I am trying to work out how to correctly set up the random statement in proc glimmix for my data.

I have an ordinal outcome (grade) that is repeated over time (weeks)

There are two random effects (student, supervisor)

There are a few different fixed effects, some categorical (eg worktype, location) and some are scale (eg: grade-point average)

    

Because the data are multinomial, I can’t model the repeated effects on the R-side and I am wondering how to do it on the G-side correctly. Can this be done?

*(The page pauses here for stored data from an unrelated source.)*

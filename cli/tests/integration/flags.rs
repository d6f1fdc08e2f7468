//! Flag syntax and option integration tests for rangecp CLI.
//!
//! Flags are accepted Go-style (`-from x`, `-offset=2`) and with two dashes.

#[path = "../common/mod.rs"]
mod common;

use assert_cmd::cargo::cargo_bin_cmd;
use common::{TestFixture, patterned_bytes, progress_lines};
use predicates::prelude::*;

#[test]
fn test_double_dash_flags() {
    let fx = TestFixture::digits();

    cargo_bin_cmd!("rangecp")
        .arg("--from")
        .arg(&fx.src)
        .arg("--to")
        .arg(&fx.dst)
        .arg("--offset")
        .arg("2")
        .arg("--limit")
        .arg("5")
        .assert()
        .success()
        .stdout("Read 5 bytes out of 5\n");

    fx.assert_destination("23456");
}

#[test]
fn test_single_dash_equals_form() {
    let fx = TestFixture::digits();

    cargo_bin_cmd!("rangecp")
        .arg(format!("-from={}", fx.src.display()))
        .arg(format!("-to={}", fx.dst.display()))
        .arg("-offset=4")
        .arg("-limit=3")
        .assert()
        .success();

    fx.assert_destination("456");
}

#[test]
fn test_buffer_size_controls_read_size() {
    let fx = TestFixture::digits();

    let output = cargo_bin_cmd!("rangecp")
        .arg("-from")
        .arg(&fx.src)
        .arg("-to")
        .arg(&fx.dst)
        .arg("-buffer-size")
        .arg("4")
        .assert()
        .success()
        .get_output()
        .stdout
        .clone();

    assert_eq!(
        progress_lines(&output),
        vec![
            "Read 4 bytes out of 10",
            "Read 8 bytes out of 10",
            "Read 10 bytes out of 10",
        ]
    );
    fx.assert_destination("0123456789");
}

#[test]
fn test_zero_buffer_size_still_copies() {
    let fx = TestFixture::digits();

    let output = cargo_bin_cmd!("rangecp")
        .arg("-from")
        .arg(&fx.src)
        .arg("-to")
        .arg(&fx.dst)
        .arg("-limit=3")
        .arg("-buffer-size=0")
        .arg("-verbose")
        .assert()
        .success()
        .stderr(predicate::str::contains("warning: buffer size 0"))
        .get_output()
        .stdout
        .clone();

    assert_eq!(progress_lines(&output).len(), 3);
    fx.assert_destination("012");
}

#[test]
fn test_progress_none_prints_nothing() {
    let fx = TestFixture::with_source(patterned_bytes(2000));

    cargo_bin_cmd!("rangecp")
        .arg("-from")
        .arg(&fx.src)
        .arg("-to")
        .arg(&fx.dst)
        .arg("-progress")
        .arg("none")
        .assert()
        .success()
        .stdout(predicate::str::is_empty());

    assert_eq!(fx.destination_bytes().len(), 2000);
}

#[test]
fn test_progress_bar_keeps_stdout_clean() {
    let fx = TestFixture::with_source(patterned_bytes(2000));

    cargo_bin_cmd!("rangecp")
        .arg("-from")
        .arg(&fx.src)
        .arg("-to")
        .arg(&fx.dst)
        .arg("-progress=bar")
        .assert()
        .success()
        .stdout(predicate::str::is_empty());

    assert_eq!(fx.destination_bytes().len(), 2000);
}

#[test]
fn test_verbose_prints_config_and_summary() {
    let fx = TestFixture::digits();

    cargo_bin_cmd!("rangecp")
        .arg("-from")
        .arg(&fx.src)
        .arg("-to")
        .arg(&fx.dst)
        .arg("-offset=2")
        .arg("-limit=5")
        .arg("-no-sync")
        .arg("-verbose")
        .assert()
        .success()
        .stderr(predicate::str::contains("Effective configuration:"))
        .stderr(predicate::str::contains("fsync: false"))
        .stderr(predicate::str::contains("Copied 5 B from offset 2"));
}

#[test]
fn test_verbose_reports_offset_beyond_end() {
    let fx = TestFixture::digits();

    cargo_bin_cmd!("rangecp")
        .arg("-from")
        .arg(&fx.src)
        .arg("-to")
        .arg(&fx.dst)
        .arg("-offset=50")
        .arg("-v")
        .assert()
        .success()
        .stderr(predicate::str::contains("Nothing copied: offset 50"));
}

#[test]
fn test_unknown_on_existing_value() {
    let fx = TestFixture::digits();

    cargo_bin_cmd!("rangecp")
        .arg("-from")
        .arg(&fx.src)
        .arg("-to")
        .arg(&fx.dst)
        .arg("-on-existing")
        .arg("overwrite")
        .assert()
        .failure()
        .code(2);

    assert!(!fx.dst.exists());
}

#[test]
fn test_values_after_separator_not_rewritten() {
    // Without the rewrite, clap sees an unexpected positional and fails.
    cargo_bin_cmd!("rangecp")
        .arg("--")
        .arg("-from")
        .assert()
        .failure()
        .code(2);
}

This is the code I have been working on.

proc glimmix data= mydata method=laplace;

      class student supervisor worktype location week;

      model grade = worktype location week GPA /link=cumlogit dist=multinomial ;

      random intercept week/subject=student;

      random supervisor;

run;

I am wondering how it affects things if I change the random statement to include a type option (for example ARH(1)).

      random intercept week/subject=student type=ARH(1) ;

If I do this will I then be modelling a repeated covariance structure through the type option?

Any ideas appreciated.

4 REPLIES 4
SteveDenham
Jade | Level 19

I love answering questions like this.  You have everything in place for the design you specified.  I would be a little concerned about forcing an autoregressive structure of any sort on multinomial data (oh, not enough to stop me from doing it, just enough to really look at the results).  If you have enough data, I'd go full out unstructured and use type=chol.

Steve Denham

Liz_N
Calcite | Level 5

That’s very reassuring. Thanks so much for taking the time to look at it
for me Steve. I will be sure to try different covariance structures now that I
know the model is set up properly Smiley Happy

Regarding how it affects things to put in a type= option, this is my
current understanding (from a non-statistician perspective) which I hope I have
right!

random intercept week/subject=student ;

or equivalently

random intercept week/subject=student type=VC ;

This models the trend over weeks by student. That is, whether the effect of week
on grade depends on which student we are talking about, or, put another way,
whether there is a different change in grade over the weeks for each different student.
This accounts for the correlation between repeated measurements on a student, but
assumes the correlation is the same no matter how close together or far apart
the weeks are.


random intercept week/subject=student type=ARH(1) ;

This models the trend over weeks by student and allows the correlation between
repeated measurements on a student to decline as weeks get further apart. Exact
pattern of decline depends on which type= we are talking about. ARH(1) for example,
can accommodate  unequal spacing and change over the weeks whereas AR(1) assumes

that all measurements made the same number of weeks apart share the same correlation

as each other. There are other covariance structures with other patterns and rates of change in variance.

SteveDenham
Jade | Level 19

Pretty close, except that heterogeneous autoregressive DOES assume equal spacing in time, the heterogeneity is in the variance component (diagonal) for each time point (see the documentation for TYPE= in the PROC MIXED documentation),  For unequal spacing in time, you should look at spatial power or a spline.

Steve Denham

Liz_N
Calcite | Level 5

Ah now I get it!

I was mixing up what the diagonal and off-diagonals were for.